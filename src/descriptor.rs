use std::fmt;
use std::fmt::{Display, Formatter};

use serde::{Deserialize, Serialize};

use crate::error::GeneratorError;

/// Everything handed to the generator for one run: every schema file protoc loaded, in the
/// order protoc sent them (dependencies before the files importing them).
#[derive(Debug, Clone, Default, PartialEq, Deserialize, Serialize)]
pub struct GeneratorRequest {
    #[serde(default)]
    pub files: Vec<FileDescriptor>,
}

impl GeneratorRequest {
    pub fn new(files: Vec<FileDescriptor>) -> GeneratorRequest {
        GeneratorRequest { files }
    }

    /// Replay a request previously dumped as JSON.
    pub fn from_json(json: &str) -> Result<GeneratorRequest, GeneratorError> {
        Ok(serde_json::from_str(json)?)
    }
}

/// The schema dialect a file was written in. protoc leaves the tag empty for proto2, so a
/// missing tag deserializes as `Proto2`.
#[derive(Debug, Eq, PartialEq, Hash, Copy, Clone, Deserialize, Serialize)]
#[serde(rename_all = "lowercase")]
pub enum Syntax {
    Proto2,
    Proto3,
    Editions,
}

impl Default for Syntax {
    fn default() -> Self {
        Syntax::Proto2
    }
}

impl Display for Syntax {
    fn fmt(&self, f: &mut Formatter<'_>) -> fmt::Result {
        let tag = match self {
            Syntax::Proto2 => "proto2",
            Syntax::Proto3 => "proto3",
            Syntax::Editions => "editions",
        };
        write!(f, "{}", tag)
    }
}

#[derive(Debug, Clone, Default, PartialEq, Deserialize, Serialize)]
pub struct FileDescriptor {
    /// Path of the schema file relative to the include root, eg `geo/shapes.proto`.
    pub name: String,
    #[serde(default)]
    pub syntax: Syntax,
    #[serde(default, skip_serializing_if = "Option::is_none")]
    pub package: Option<String>,
    #[serde(default)]
    pub dependencies: Vec<String>,
    #[serde(default)]
    pub enums: Vec<EnumDescriptor>,
    #[serde(default)]
    pub messages: Vec<MessageDescriptor>,
}

impl FileDescriptor {
    pub fn proto3(name: &str) -> FileDescriptor {
        FileDescriptor {
            name: name.to_owned(),
            syntax: Syntax::Proto3,
            ..FileDescriptor::default()
        }
    }

    pub fn with_syntax(mut self, syntax: Syntax) -> FileDescriptor {
        self.syntax = syntax;
        self
    }

    pub fn package(mut self, package: &str) -> FileDescriptor {
        self.package = Some(package.to_owned());
        self
    }

    pub fn depends_on(mut self, dependency: &str) -> FileDescriptor {
        self.dependencies.push(dependency.to_owned());
        self
    }

    pub fn message(mut self, message: MessageDescriptor) -> FileDescriptor {
        self.messages.push(message);
        self
    }

    pub fn enumeration(mut self, enumeration: EnumDescriptor) -> FileDescriptor {
        self.enums.push(enumeration);
        self
    }
}

#[derive(Debug, Clone, Default, PartialEq, Deserialize, Serialize)]
pub struct EnumDescriptor {
    pub name: String,
    #[serde(default)]
    pub values: Vec<EnumValueDescriptor>,
}

impl EnumDescriptor {
    pub fn new(name: &str) -> EnumDescriptor {
        EnumDescriptor {
            name: name.to_owned(),
            values: Vec::new(),
        }
    }

    pub fn value(mut self, name: &str, number: i32) -> EnumDescriptor {
        self.values.push(EnumValueDescriptor {
            name: name.to_owned(),
            number,
        });
        self
    }
}

#[derive(Debug, Clone, PartialEq, Eq, Deserialize, Serialize)]
pub struct EnumValueDescriptor {
    pub name: String,
    pub number: i32,
}

#[derive(Debug, Clone, Default, PartialEq, Deserialize, Serialize)]
pub struct MessageDescriptor {
    pub name: String,
    #[serde(default)]
    pub fields: Vec<FieldDescriptor>,
    #[serde(default)]
    pub nested_messages: Vec<MessageDescriptor>,
    #[serde(default)]
    pub nested_enums: Vec<EnumDescriptor>,
    #[serde(default)]
    pub oneofs: Vec<OneofDescriptor>,
}

impl MessageDescriptor {
    pub fn new(name: &str) -> MessageDescriptor {
        MessageDescriptor {
            name: name.to_owned(),
            ..MessageDescriptor::default()
        }
    }

    pub fn field(mut self, field: FieldDescriptor) -> MessageDescriptor {
        self.fields.push(field);
        self
    }

    pub fn nested(mut self, message: MessageDescriptor) -> MessageDescriptor {
        self.nested_messages.push(message);
        self
    }

    pub fn nested_enum(mut self, enumeration: EnumDescriptor) -> MessageDescriptor {
        self.nested_enums.push(enumeration);
        self
    }

    /// Declare a oneof group. Members point at it through `FieldDescriptor::in_oneof` using
    /// the declaration position.
    pub fn oneof(mut self, name: &str) -> MessageDescriptor {
        self.oneofs.push(OneofDescriptor {
            name: name.to_owned(),
        });
        self
    }
}

#[derive(Debug, Clone, PartialEq, Eq, Deserialize, Serialize)]
pub struct OneofDescriptor {
    pub name: String,
}

#[derive(Debug, Eq, PartialEq, Hash, Copy, Clone, Deserialize, Serialize)]
#[serde(rename_all = "lowercase")]
pub enum Label {
    Optional,
    Required,
    Repeated,
}

impl Default for Label {
    fn default() -> Self {
        Label::Optional
    }
}

/// The declared wire type of a field, as protoc reports it.
#[derive(Debug, Eq, PartialEq, Hash, Copy, Clone, Deserialize, Serialize)]
#[serde(rename_all = "lowercase")]
pub enum FieldType {
    Double,
    Float,
    Int64,
    Uint64,
    Int32,
    Fixed64,
    Fixed32,
    Bool,
    String,
    Message,
    Bytes,
    Uint32,
    Enum,
    Sfixed32,
    Sfixed64,
    Sint32,
    Sint64,
}

#[derive(Debug, Clone, PartialEq, Deserialize, Serialize)]
pub struct FieldDescriptor {
    pub name: String,
    pub number: u32,
    #[serde(default)]
    pub label: Label,
    pub field_type: FieldType,
    /// Fully qualified name of the referenced type for enum and message fields, eg
    /// `.geo.Point`.
    #[serde(default, skip_serializing_if = "Option::is_none")]
    pub type_name: Option<String>,
    #[serde(default, skip_serializing_if = "Option::is_none")]
    pub oneof_index: Option<usize>,
    #[serde(default)]
    pub proto3_optional: bool,
    /// Fixed capacity set through the `max_length` schema option.
    #[serde(default, skip_serializing_if = "Option::is_none")]
    pub max_length: Option<u32>,
}

impl FieldDescriptor {
    pub fn new(name: &str, number: u32, field_type: FieldType) -> FieldDescriptor {
        FieldDescriptor {
            name: name.to_owned(),
            number,
            label: Label::Optional,
            field_type,
            type_name: None,
            oneof_index: None,
            proto3_optional: false,
            max_length: None,
        }
    }

    pub fn message(name: &str, number: u32, type_name: &str) -> FieldDescriptor {
        FieldDescriptor {
            type_name: Some(type_name.to_owned()),
            ..FieldDescriptor::new(name, number, FieldType::Message)
        }
    }

    pub fn enumeration(name: &str, number: u32, type_name: &str) -> FieldDescriptor {
        FieldDescriptor {
            type_name: Some(type_name.to_owned()),
            ..FieldDescriptor::new(name, number, FieldType::Enum)
        }
    }

    pub fn repeated(mut self) -> FieldDescriptor {
        self.label = Label::Repeated;
        self
    }

    pub fn max_length(mut self, max_length: u32) -> FieldDescriptor {
        self.max_length = Some(max_length);
        self
    }

    pub fn in_oneof(mut self, index: usize) -> FieldDescriptor {
        self.oneof_index = Some(index);
        self
    }

    /// Mark as a proto3 `optional` field. protoc wraps these in a synthetic single-member
    /// oneof, so the caller must also declare that oneof.
    pub fn explicit_presence(mut self, synthetic_oneof: usize) -> FieldDescriptor {
        self.proto3_optional = true;
        self.oneof_index = Some(synthetic_oneof);
        self
    }

    pub fn is_repeated(&self) -> bool {
        self.label == Label::Repeated
    }

    /// The declared type name in dotted form without the leading dot, if this field refers
    /// to another type.
    pub fn referenced_type(&self) -> Option<&str> {
        self.type_name
            .as_deref()
            .map(|name| name.strip_prefix('.').unwrap_or(name))
    }
}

Your assignment:
Extract each line from the entries above that contains the string "values".

Solution to this problem:
    pub values: Vec<EnumValueDescriptor>,
            values: Vec::new(),
        self.values.push(EnumValueDescriptor {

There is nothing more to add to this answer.